JANET HALLEY: TAKE A BREAK FROM FEMINISM

I just read the 2006 book “Split Decisions” by Janet Halley, a professor at Harvard Law School.

I try to keep up with feminist thinking, as you can tell from prior Posts. Feminism has been one of the most substantial influences on the way things have gone in the country these past few decades (the Biblical 40 years and heading toward half-a-century, now) and since it mostly receives a very Politically Correct kid-glove treatment in the mainstream media, it seems to me that it needs a much more careful and not so cream-puffy an examination.

The subtitle caught my eye: ‘How and Why to Take a Break from Feminism’. Now that, I thought, is something you don’t see every day. Especially from an established and prestigiously placed feminist and female author.

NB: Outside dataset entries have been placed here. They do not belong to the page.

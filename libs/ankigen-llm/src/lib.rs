//! Gemini transport for card generation.
//!
//! Implements the core [`LlmClient`] contract over the generative-language
//! REST API: one POST per prompt, no retry, bounded timeout. Any other
//! transport satisfying the same contract can be swapped in without
//! touching interpretation.

use std::time::Duration;

use reqwest::Client;
use serde_json::{json, Value};
use tracing::debug;

use ankigen_core::{LlmClient, LlmError};

const DEFAULT_BASE_URL: &str = "https://generativelanguage.googleapis.com/v1beta";
const DEFAULT_MODEL: &str = "gemini-1.5-pro";
const DEFAULT_TIMEOUT_MS: u64 = 30_000;

/// Configuration for the Gemini transport.
///
/// The model identifier and credential are opaque strings; only credential
/// presence is checked.
#[derive(Debug, Clone)]
pub struct GeminiConfig {
    pub api_key: String,
    pub model: String,
    pub base_url: String,
    pub timeout_ms: u64,
}

impl GeminiConfig {
    pub fn new(api_key: impl Into<String>) -> Self {
        Self {
            api_key: api_key.into(),
            model: DEFAULT_MODEL.to_string(),
            base_url: DEFAULT_BASE_URL.to_string(),
            timeout_ms: DEFAULT_TIMEOUT_MS,
        }
    }

    pub fn with_model(mut self, model: impl Into<String>) -> Self {
        self.model = model.into();
        self
    }

    pub fn with_base_url(mut self, base_url: impl Into<String>) -> Self {
        self.base_url = base_url.into();
        self
    }

    pub fn with_timeout_ms(mut self, timeout_ms: u64) -> Self {
        self.timeout_ms = timeout_ms;
        self
    }
}

/// Gemini-backed [`LlmClient`].
pub struct GeminiClient {
    http: Client,
    config: GeminiConfig,
}

impl GeminiClient {
    /// Create a client, rejecting a blank credential before any request
    /// can be made.
    pub fn new(config: GeminiConfig) -> Result<Self, LlmError> {
        if config.api_key.trim().is_empty() {
            return Err(LlmError::MissingApiKey);
        }
        Ok(Self {
            http: Client::new(),
            config,
        })
    }

    fn endpoint(&self) -> String {
        format!(
            "{}/models/{}:generateContent",
            self.config.base_url.trim_end_matches('/'),
            self.config.model
        )
    }
}

impl LlmClient for GeminiClient {
    async fn generate(&self, prompt: &str) -> Result<String, LlmError> {
        let body = json!({
            "contents": [{
                "role": "user",
                "parts": [{ "text": prompt }]
            }]
        });

        debug!(model = %self.config.model, "sending generation request");
        let resp = self
            .http
            .post(self.endpoint())
            .header("x-goog-api-key", &self.config.api_key)
            .json(&body)
            .timeout(Duration::from_millis(self.config.timeout_ms))
            .send()
            .await
            .map_err(|e| map_request_error(e, self.config.timeout_ms))?;

        if !resp.status().is_success() {
            let status = resp.status().as_u16();
            let message = resp.text().await.unwrap_or_default();
            return Err(LlmError::Api { status, message });
        }

        let payload: Value = resp
            .json()
            .await
            .map_err(|e| LlmError::Parse(e.to_string()))?;

        payload["candidates"][0]["content"]["parts"][0]["text"]
            .as_str()
            .map(str::to_string)
            .ok_or_else(|| LlmError::Parse("response has no candidate text".into()))
    }
}

fn map_request_error(err: reqwest::Error, timeout_ms: u64) -> LlmError {
    if err.is_timeout() {
        LlmError::Timeout(timeout_ms)
    } else if err.is_connect() {
        LlmError::Unavailable(err.to_string())
    } else {
        LlmError::RequestFailed(err.to_string())
    }
}

#[cfg(test)]
mod tests {
    use super::*;
    use pretty_assertions::assert_eq;

    #[test]
    fn blank_api_key_is_rejected_at_construction() {
        assert!(matches!(
            GeminiClient::new(GeminiConfig::new("")),
            Err(LlmError::MissingApiKey)
        ));
        assert!(matches!(
            GeminiClient::new(GeminiConfig::new("   ")),
            Err(LlmError::MissingApiKey)
        ));
    }

    #[test]
    fn config_defaults_and_overrides() {
        let config = GeminiConfig::new("key");
        assert_eq!(config.model, "gemini-1.5-pro");
        assert_eq!(config.timeout_ms, 30_000);

        let config = GeminiConfig::new("key")
            .with_model("gemini-1.5-flash")
            .with_timeout_ms(5_000);
        assert_eq!(config.model, "gemini-1.5-flash");
        assert_eq!(config.timeout_ms, 5_000);
    }

    #[test]
    fn endpoint_strips_trailing_slash_from_base_url() {
        let client = GeminiClient::new(
            GeminiConfig::new("key").with_base_url("http://localhost:9999/"),
        )
        .unwrap();
        assert_eq!(
            client.endpoint(),
            "http://localhost:9999/models/gemini-1.5-pro:generateContent"
        );
    }
}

It’s never been my position that women (not to be equated with feminists, nor vice versa) should be considered nothing more than the docile herd in the deerpark of male sexual conquests, nor do I hold any brief for males who define themselves, their lives, and their ‘success’ in terms of sexual conquests, especially violent ones. Such a habitus does no good for the maturational prospects of any male, as well as harming any female who comes within range.

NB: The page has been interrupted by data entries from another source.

//! Interactive menu shell.
//!
//! All console interaction lives here; the core operations it invokes are
//! console-free and independently testable. Failures abort the current
//! menu action with a printed message, never the process.

use std::io::{self, Write};
use std::path::{Path, PathBuf};

use ankigen_core::{Card, GenerationRequest, Generator, DEFAULT_EXPORT_DELIMITER};
use ankigen_llm::{GeminiClient, GeminiConfig};

use crate::files;

const PREVIEW_LIMIT: usize = 3;
const BATCH_DEFAULT_COUNT: usize = 50;

pub async fn run() -> anyhow::Result<()> {
    println!("\n===== Ankigen =====");
    println!("Create and manage flashcard files");

    loop {
        println!("\nChoose an option:");
        println!("1. Create cards from a text/CSV file");
        println!("2. Create a folder for card files");
        println!("3. Generate cards with Gemini");
        println!("4. Batch create folders and cards");
        println!("5. Open a folder and create cards by topic");
        println!("6. Exit");

        match prompt("\nEnter your choice: ")?.as_str() {
            "1" => import_from_file()?,
            "2" => create_folder()?,
            "3" => generate_with_gemini().await?,
            "4" => batch_create().await?,
            "5" => topic_workflow().await?,
            "6" => {
                println!("\nGoodbye!");
                return Ok(());
            }
            _ => println!("\nInvalid choice. Please try again."),
        }
    }
}

// === Menu actions ===

fn import_from_file() -> anyhow::Result<()> {
    println!("\n-- Creating cards from a file --");
    let path = PathBuf::from(prompt("Enter file path: ")?);
    if !path.exists() {
        println!("File not found!");
        return Ok(());
    }

    let is_csv = path
        .extension()
        .is_some_and(|ext| ext.eq_ignore_ascii_case("csv"));
    let delimiter = if is_csv {
        Some(prompt_delimiter("Enter input delimiter (default ','): ", b',')?)
    } else {
        None
    };

    let cards = match files::read_cards(&path, delimiter) {
        Ok(cards) => cards,
        Err(e) => {
            println!("Import failed: {e:#}");
            return Ok(());
        }
    };
    println!("Created {} cards from file", cards.len());
    preview_cards(&cards);

    if !cards.is_empty() && prompt_yes_no("Save cards to CSV? (y/n): ")? {
        save_interactively(&cards)?;
    }
    Ok(())
}

fn create_folder() -> anyhow::Result<()> {
    println!("\n-- Creating a folder for card files --");
    let path = PathBuf::from(prompt("Enter folder path: ")?);
    if path.as_os_str().is_empty() {
        println!("No folder given. Operation cancelled.");
        return Ok(());
    }
    report_folder(&path);
    Ok(())
}

async fn generate_with_gemini() -> anyhow::Result<()> {
    println!("\n-- Generating cards with Gemini --");
    let Some(client) = build_client()? else {
        return Ok(());
    };

    let topic = prompt("Enter the topic for the flashcards: ")?;
    if topic.is_empty() {
        println!("Topic cannot be empty. Operation cancelled.");
        return Ok(());
    }

    let count = prompt_count("Number of cards to generate (default 10): ", 10)?;
    let mut request = GenerationRequest::new(topic).with_count(count);

    if prompt_yes_no("Use custom formatting instructions? (y/n): ")? {
        println!("Enter instructions (press Enter twice to finish):");
        let instructions = read_multiline()?;
        if !instructions.is_empty() {
            request = request.with_format_instructions(instructions);
        }
    }

    println!("Generating cards with Gemini...");
    let cards = Generator::new(client).generate(&request).await;
    println!("Generated {} cards", cards.len());
    preview_cards(&cards);

    if !cards.is_empty() && prompt_yes_no("\nSave cards to CSV? (y/n): ")? {
        save_interactively(&cards)?;
    }
    Ok(())
}

async fn batch_create() -> anyhow::Result<()> {
    println!("\n-- Batch creating folders and cards --");
    println!("Enter folder names (comma-separated allowed). Type DONE when finished:");
    let mut folders = Vec::new();
    loop {
        let line = prompt("")?;
        if line.eq_ignore_ascii_case("done") {
            break;
        }
        folders.extend(
            line.split(',')
                .map(str::trim)
                .filter(|name| !name.is_empty())
                .map(String::from),
        );
    }
    if folders.is_empty() {
        println!("No folders specified.");
        return Ok(());
    }

    let base = prompt("Base directory (leave blank for current directory): ")?;
    let base = if base.is_empty() {
        std::env::current_dir()?
    } else {
        PathBuf::from(base)
    };

    let count = prompt_count(
        &format!("Cards per folder (default {BATCH_DEFAULT_COUNT}): "),
        BATCH_DEFAULT_COUNT,
    )?;

    println!("\nHow should cards be produced?");
    println!("1. Empty placeholder files");
    println!("2. Generate with Gemini");
    let generator = if prompt("Enter choice (1-2): ")? == "2" {
        match build_client()? {
            Some(client) => Some(Generator::new(client)),
            None => {
                println!("Falling back to empty placeholder files.");
                None
            }
        }
    } else {
        None
    };

    for folder in &folders {
        let folder_path = base.join(folder);
        if !report_folder(&folder_path) {
            continue;
        }

        let cards = match &generator {
            Some(generator) => {
                println!("Generating cards for '{folder}'...");
                let request = GenerationRequest::new(folder.clone()).with_count(count);
                let cards = generator.generate(&request).await;
                println!("Generated {} cards for '{folder}'", cards.len());
                cards
            }
            None => Vec::new(),
        };

        let csv_path = folder_path.join(format!("{folder}_cards.csv"));
        save_and_report(&cards, &csv_path, DEFAULT_EXPORT_DELIMITER);
    }

    println!("\nCreated {} folders with card files.", folders.len());
    Ok(())
}

async fn topic_workflow() -> anyhow::Result<()> {
    println!("\n-- Open a folder and create cards by topic --");
    let folder = PathBuf::from(prompt("Enter folder path: ")?);
    if folder.as_os_str().is_empty() {
        println!("No folder given. Operation cancelled.");
        return Ok(());
    }

    if !folder.exists() {
        let question = format!(
            "Folder '{}' doesn't exist. Create it? (y/n): ",
            folder.display()
        );
        if !prompt_yes_no(&question)? {
            println!("Operation cancelled.");
            return Ok(());
        }
        if !report_folder(&folder) {
            return Ok(());
        }
    }

    let topic = prompt("\nEnter the topic for your flashcards: ")?;
    if topic.is_empty() {
        println!("Topic cannot be empty. Operation cancelled.");
        return Ok(());
    }

    let mut file_path = folder.join(format!("{}_cards.csv", files::safe_file_stem(&topic)));
    if file_path.exists() {
        let question = format!(
            "File '{}' already exists. Overwrite? (y/n): ",
            file_path.display()
        );
        if !prompt_yes_no(&question)? {
            file_path = folder.join(format!(
                "{}_{}_cards.csv",
                files::safe_file_stem(&topic),
                chrono::Utc::now().timestamp()
            ));
            println!("Will save to new file: {}", file_path.display());
        }
    }

    println!("\nHow would you like to create cards?");
    println!("1. Manual input");
    println!("2. Generate with Gemini");
    let cards = match prompt("Enter choice (1-2): ")?.as_str() {
        "1" => manual_entry()?,
        "2" => {
            let Some(client) = build_client()? else {
                return Ok(());
            };
            let count = prompt_count("Number of cards to generate (default 10): ", 10)?;
            let request = GenerationRequest::new(topic).with_count(count);
            println!("Generating cards with Gemini...");
            let cards = Generator::new(client).generate(&request).await;
            println!("Generated {} cards", cards.len());
            preview_cards(&cards);
            cards
        }
        _ => {
            println!("Invalid choice. Operation cancelled.");
            return Ok(());
        }
    };

    if cards.is_empty() {
        println!("No cards created. File not saved.");
        return Ok(());
    }

    let delimiter = prompt_delimiter("Enter delimiter for CSV (default ';'): ", DEFAULT_EXPORT_DELIMITER)?;
    save_and_report(&cards, &file_path, delimiter);
    Ok(())
}

// === Helpers ===

/// Build a Gemini client from `GEMINI_API_KEY` or an interactive prompt.
/// Returns `None` (with a message) when no usable credential is supplied.
fn build_client() -> anyhow::Result<Option<GeminiClient>> {
    let api_key = match std::env::var("GEMINI_API_KEY") {
        Ok(key) if !key.trim().is_empty() => key,
        _ => prompt("Enter your Gemini API key: ")?,
    };

    match GeminiClient::new(GeminiConfig::new(api_key)) {
        Ok(client) => Ok(Some(client)),
        Err(e) => {
            println!("{e}. Operation cancelled.");
            Ok(None)
        }
    }
}

fn manual_entry() -> anyhow::Result<Vec<Card>> {
    println!("\nEnter your flashcards (empty question to finish):");
    let mut cards = Vec::new();
    loop {
        let question = prompt("\nQuestion: ")?;
        if question.is_empty() {
            break;
        }
        let answer = prompt("Answer: ")?;
        cards.push(Card::new(question, answer));
    }
    Ok(cards)
}

fn save_interactively(cards: &[Card]) -> anyhow::Result<()> {
    let path = PathBuf::from(prompt("Enter output CSV path: ")?);
    if path.as_os_str().is_empty() {
        println!("No path given. Cards not saved.");
        return Ok(());
    }
    if path.exists() && !prompt_yes_no("File already exists. Overwrite? (y/n): ")? {
        println!("Cards not saved.");
        return Ok(());
    }

    let delimiter = prompt_delimiter("Enter delimiter (default ';'): ", DEFAULT_EXPORT_DELIMITER)?;
    save_and_report(cards, &path, delimiter);
    Ok(())
}

fn preview_cards(cards: &[Card]) {
    if cards.is_empty() {
        return;
    }
    println!("\nPreview:");
    for (i, card) in cards.iter().take(PREVIEW_LIMIT).enumerate() {
        println!("\nCard {}:", i + 1);
        println!("Q: {}", card.question);
        println!("A: {}", card.answer);
    }
    if cards.len() > PREVIEW_LIMIT {
        println!("\n... plus {} more cards", cards.len() - PREVIEW_LIMIT);
    }
}

/// Create the folder if needed and report the outcome. I/O failures are
/// printed, not propagated, so a bad path aborts only the current action.
fn report_folder(path: &Path) -> bool {
    match files::ensure_folder(path) {
        Ok(true) => {
            println!("Created folder: {}", path.display());
            true
        }
        Ok(false) => {
            println!("Folder already exists: {}", path.display());
            true
        }
        Err(e) => {
            println!("Folder creation failed: {e:#}");
            false
        }
    }
}

/// Write the cards and report the outcome. I/O failures are printed, not
/// propagated.
fn save_and_report(cards: &[Card], path: &Path, delimiter: u8) -> bool {
    match files::save_cards(cards, path, delimiter) {
        Ok(()) => {
            println!("Saved {} cards to {}", cards.len(), path.display());
            true
        }
        Err(e) => {
            println!("Save failed: {e:#}");
            false
        }
    }
}

fn prompt(message: &str) -> io::Result<String> {
    print!("{message}");
    io::stdout().flush()?;
    let mut line = String::new();
    io::stdin().read_line(&mut line)?;
    Ok(line.trim().to_string())
}

fn prompt_yes_no(message: &str) -> io::Result<bool> {
    Ok(prompt(message)?.eq_ignore_ascii_case("y"))
}

fn prompt_count(message: &str, default: usize) -> io::Result<usize> {
    let input = prompt(message)?;
    if input.is_empty() {
        return Ok(default);
    }
    match input.parse() {
        Ok(count) => Ok(count),
        Err(_) => {
            println!("Not a number; using default of {default}.");
            Ok(default)
        }
    }
}

fn prompt_delimiter(message: &str, default: u8) -> io::Result<u8> {
    loop {
        let input = prompt(message)?;
        if input.is_empty() {
            return Ok(default);
        }
        match input.as_bytes() {
            [byte] => return Ok(*byte),
            _ => println!("Delimiter must be a single ASCII character."),
        }
    }
}

fn read_multiline() -> io::Result<String> {
    collect_multiline(|| prompt(""))
}

/// Collect lines until two consecutive empty lines, so instructions can
/// contain blank lines between paragraphs. Trailing blanks are dropped
/// from the result.
fn collect_multiline(mut next_line: impl FnMut() -> io::Result<String>) -> io::Result<String> {
    let mut lines: Vec<String> = Vec::new();
    loop {
        let line = next_line()?;
        if line.is_empty() && lines.last().is_some_and(|prev| prev.is_empty()) {
            break;
        }
        lines.push(line);
    }
    while lines.last().is_some_and(|line| line.is_empty()) {
        lines.pop();
    }
    Ok(lines.join("\n"))
}

#[cfg(test)]
mod tests {
    use super::*;
    use tempfile::tempdir;

    fn feed<'a>(input: &'a [&'a str]) -> impl FnMut() -> io::Result<String> + 'a {
        let mut iter = input.iter();
        move || Ok(iter.next().unwrap_or(&"").to_string())
    }

    #[test]
    fn multiline_keeps_blank_lines_between_paragraphs() {
        let text = collect_multiline(feed(&["first", "", "second", "", ""])).unwrap();
        assert_eq!(text, "first\n\nsecond");
    }

    #[test]
    fn multiline_ends_on_two_consecutive_blanks() {
        let text = collect_multiline(feed(&["only line", "", ""])).unwrap();
        assert_eq!(text, "only line");
    }

    #[test]
    fn multiline_with_no_content_is_empty() {
        let text = collect_multiline(feed(&["", ""])).unwrap();
        assert_eq!(text, "");
    }

    #[test]
    fn save_failure_is_reported_not_propagated() {
        let dir = tempdir().unwrap();
        let bad_path = dir.path().join("missing").join("cards.csv");
        let cards = vec![Card::new("q", "a")];
        assert!(!save_and_report(&cards, &bad_path, b';'));
    }

    #[test]
    fn save_success_returns_true() {
        let dir = tempdir().unwrap();
        let path = dir.path().join("cards.csv");
        assert!(save_and_report(&[Card::new("q", "a")], &path, b';'));
        assert!(path.exists());
    }

    #[test]
    fn folder_failure_is_reported_not_propagated() {
        let dir = tempdir().unwrap();
        let blocker = dir.path().join("blocker");
        std::fs::write(&blocker, "not a folder").unwrap();
        assert!(!report_folder(&blocker.join("sub")));
    }

    #[test]
    fn folder_creation_and_reuse_both_succeed() {
        let dir = tempdir().unwrap();
        let target = dir.path().join("decks");
        assert!(report_folder(&target));
        assert!(report_folder(&target));
    }
}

So I read the book last night and have a few thoughts. This is not a formal review, of course, so I’m only covering the thoughts that strike me. I’ll give page numbers from the text* when I quote a major point.

She quotes a couple of feminist slogans: “I’ll see it when I believe it” and “I’ll see it when I can theorize it” (p3). These seem to refer to the valid enough epistemological insight that if you don’t have a category for something, you may well not even notice it.

It’s not a bad insight. I recall when I first heard an electronic siren (the whoo-whoo, woop-woop) that began to replace the old mechanical sirens (that sounded like smaller versions of the air-raid sirens of World War 2): I didn’t hear it at first, but rather I felt it – I realized after a bit that my eardrums seemed to be vibrating. Focusing on that odd sensation, it was only then that I realized that something was making a noise, and it turned out to be the local fire chief, whose 1960 Pontiac was coming up the street with its red bubble revolving and this strange contraption on the roof apparently making the noise. The chief was having a hard time moving along, since most drivers didn’t seem to realize what his cutting-edge, state of the art, new-fangled siren was (long before the end of that decade, all Americans who watched the TV news came to know the sound very well).

I didn’t have a mental file for that sound, so I actually didn’t hear it – I only felt its effects (on my poor eardrums). But after that I had a file and I heard them for what they were. That’s epistemology for you.

At the same time, though, I hadn’t studied meteorology and knew what thunder was, so some stuff seems to come almost pre-loaded in the human brain, or it’s learned so early – before the capacity for self-awareness is fully operational – that it seems like you’ve known it all along.

But that part about ‘theorizing’ adds an extra layer of complication: it’s one thing to encounter a strange new machine and put together for yourself what the thing does. It’s a different level of life’s Vulcan chess game to interpret for yourself what an idea or a ‘concept’ is and what it’s all about and what it does. And then to assume that your take on that idea or concept (not physically real like the machine) is the full and accurate take to be had about the thing. And then another step to assume that other folks should agree with you. And then another step to assume that if they don’t, then they just don’t get it and need to made to agree with you.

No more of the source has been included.